**** PROVIDED DATA ****

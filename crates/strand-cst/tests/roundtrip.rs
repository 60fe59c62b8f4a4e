//! Property tests: whatever mix of trivia surrounds the code, the token list
//! reproduces the source and stays contiguous.

use proptest::prelude::*;
use strand_cst::trivia::{TriviaPieceKind, classify};
use strand_cst::{SyntaxTree, moonwalk};
use strand_estree::EstreeParser;

fn trivia_strategy() -> impl Strategy<Value = String> {
    prop::collection::vec(
        prop_oneof![
            Just(" "),
            Just("\t"),
            Just("\n"),
            Just("\r"),
            Just("\r\n"),
            Just("/* c */"),
            Just("/*\r\n*/"),
            Just("// c\n"),
        ],
        0..6,
    )
    .prop_map(|pieces| pieces.concat())
}

fn statement_strategy() -> impl Strategy<Value = &'static str> {
    prop_oneof![
        Just("var a = 1;"),
        Just("f(x, [y,, z]);"),
        Just("if (a) { b() } else c = !d;"),
        Just("function g(p){ return p * 2 }"),
        Just("while (i < 3) i++;"),
        Just("o.k['v'] = \"s\";"),
    ]
}

fn source_strategy() -> impl Strategy<Value = String> {
    (trivia_strategy(), prop::collection::vec((statement_strategy(), trivia_strategy()), 0..5)).prop_map(
        |(leading, statements)| {
            let mut source = leading;
            for (statement, trivia) in statements {
                source.push_str(statement);
                // Keeps two statements from fusing into one token.
                source.push(' ');
                source.push_str(&trivia);
            }
            source
        },
    )
}

proptest! {
    #[test]
    fn classified_trivia_concatenates_back(text in trivia_strategy()) {
        let text = text.replace("/* c */", " ").replace("/*\r\n*/", "\r\n").replace("// c", "\t");
        let pieces = classify(&text);

        prop_assert_eq!(pieces.iter().map(|piece| piece.text).collect::<String>(), text.clone());
        for piece in pieces {
            match piece.kind {
                TriviaPieceKind::WhiteSpace => {
                    prop_assert!(!piece.text.contains(['\r', '\n']), "{:?}", piece.text);
                }
                TriviaPieceKind::LineBreak => {
                    prop_assert!(matches!(piece.text, "\n" | "\r" | "\r\n"), "{:?}", piece.text);
                }
            }
        }
    }

    #[test]
    fn token_list_reproduces_the_source(source in source_strategy()) {
        let tree = SyntaxTree::parse(&EstreeParser, &source).unwrap();
        prop_assert_eq!(tree.text(), source.as_str());

        // Leading trivia is laid out from line 0; from the first parser token
        // on, locations follow the parser's numbering.
        let mut numbered = false;
        let mut tokens = tree.tokens().peekable();
        while let Some(token) = tokens.next() {
            prop_assert_eq!(token.text(), &source[token.range()]);
            numbered |= !token.kind().is_whitespace();
            if let Some(next) = tokens.peek() {
                prop_assert_eq!(token.range().end(), next.range().start());
                prop_assert_eq!(token.index() + 1, next.index());
                if numbered {
                    prop_assert_eq!(token.loc().end, next.loc().start);
                }
            }
        }

        let mut visited = 0;
        moonwalk(&tree, |node| {
            visited += 1;
            if !node.is_root() && !node.range().is_empty() {
                assert_eq!(node.text(), &source[node.range()]);
            }
        });
        prop_assert_eq!(visited, tree.nodes().count());
    }
}
use clap::Subcommand;
use madrasah_core::{apply_lesson_completion, ProgressStore, ProgressTracker};
use uuid::Uuid;

use super::CliResult;

#[derive(Subcommand)]
pub enum LearnAction {
    /// Record a finished phase within a lesson
    Phase {
        /// Lesson order number (see `lesson list`)
        lesson: u32,
        /// Phase name, e.g. hook, teach, practice, reward
        phase: String,
        #[arg(long)]
        child: Option<Uuid>,
    },
    /// Show where a partially played lesson stopped
    Resume {
        lesson: u32,
        #[arg(long)]
        child: Option<Uuid>,
    },
    /// Finalize a lesson attempt and run streak + achievement checks
    Complete {
        lesson: u32,
        #[arg(long)]
        score: u32,
        /// XP for this attempt; defaults to the lesson's reward
        #[arg(long)]
        xp: Option<u32>,
        #[arg(long)]
        child: Option<Uuid>,
    },
    /// Drop partial progress to restart a lesson from the top
    Restart {
        lesson: u32,
        #[arg(long)]
        child: Option<Uuid>,
    },
}

pub fn run(action: LearnAction) -> CliResult {
    let store = ProgressStore::open()?;

    match action {
        LearnAction::Phase {
            lesson,
            phase,
            child,
        } => {
            let child = super::resolve_child(&store, child)?;
            let lesson = super::resolve_lesson(&store, lesson)?;
            let progress =
                ProgressTracker::new(&store).save_phase_progress(lesson.id, child.id, &phase)?;
            println!("{}", serde_json::to_string_pretty(&progress)?);
        }
        LearnAction::Resume { lesson, child } => {
            let child = super::resolve_child(&store, child)?;
            let lesson = super::resolve_lesson(&store, lesson)?;
            match ProgressTracker::new(&store).load_partial_progress(lesson.id, child.id)? {
                Some(phase) => println!("Stopped after: {phase}"),
                None => println!("Nothing to resume"),
            }
        }
        LearnAction::Complete {
            lesson,
            score,
            xp,
            child,
        } => {
            let child = super::resolve_child(&store, child)?;
            let lesson = super::resolve_lesson(&store, lesson)?;
            let xp = xp.unwrap_or(lesson.xp_reward);
            let outcome = apply_lesson_completion(&store, child.id, lesson.id, score, xp)?;
            println!("{}", serde_json::to_string_pretty(&outcome.events)?);
            println!(
                "Streak: {}  XP: {}  Lessons: {}",
                outcome.child.current_streak,
                outcome.child.total_xp,
                outcome.child.total_lessons_completed
            );
        }
        LearnAction::Restart { lesson, child } => {
            let child = super::resolve_child(&store, child)?;
            let lesson = super::resolve_lesson(&store, lesson)?;
            ProgressTracker::new(&store).clear_partial_progress(lesson.id, child.id)?;
            println!("Partial progress cleared");
        }
    }
    Ok(())
}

****

**ACTIVITY**
I need every line of the data that has the word "statements"; please list them.

**SOLUTION TO THE PROBLEM**
        |(leading, statements)| {
            for (statement, trivia) in statements {
                // Keeps two statements from fusing into one token.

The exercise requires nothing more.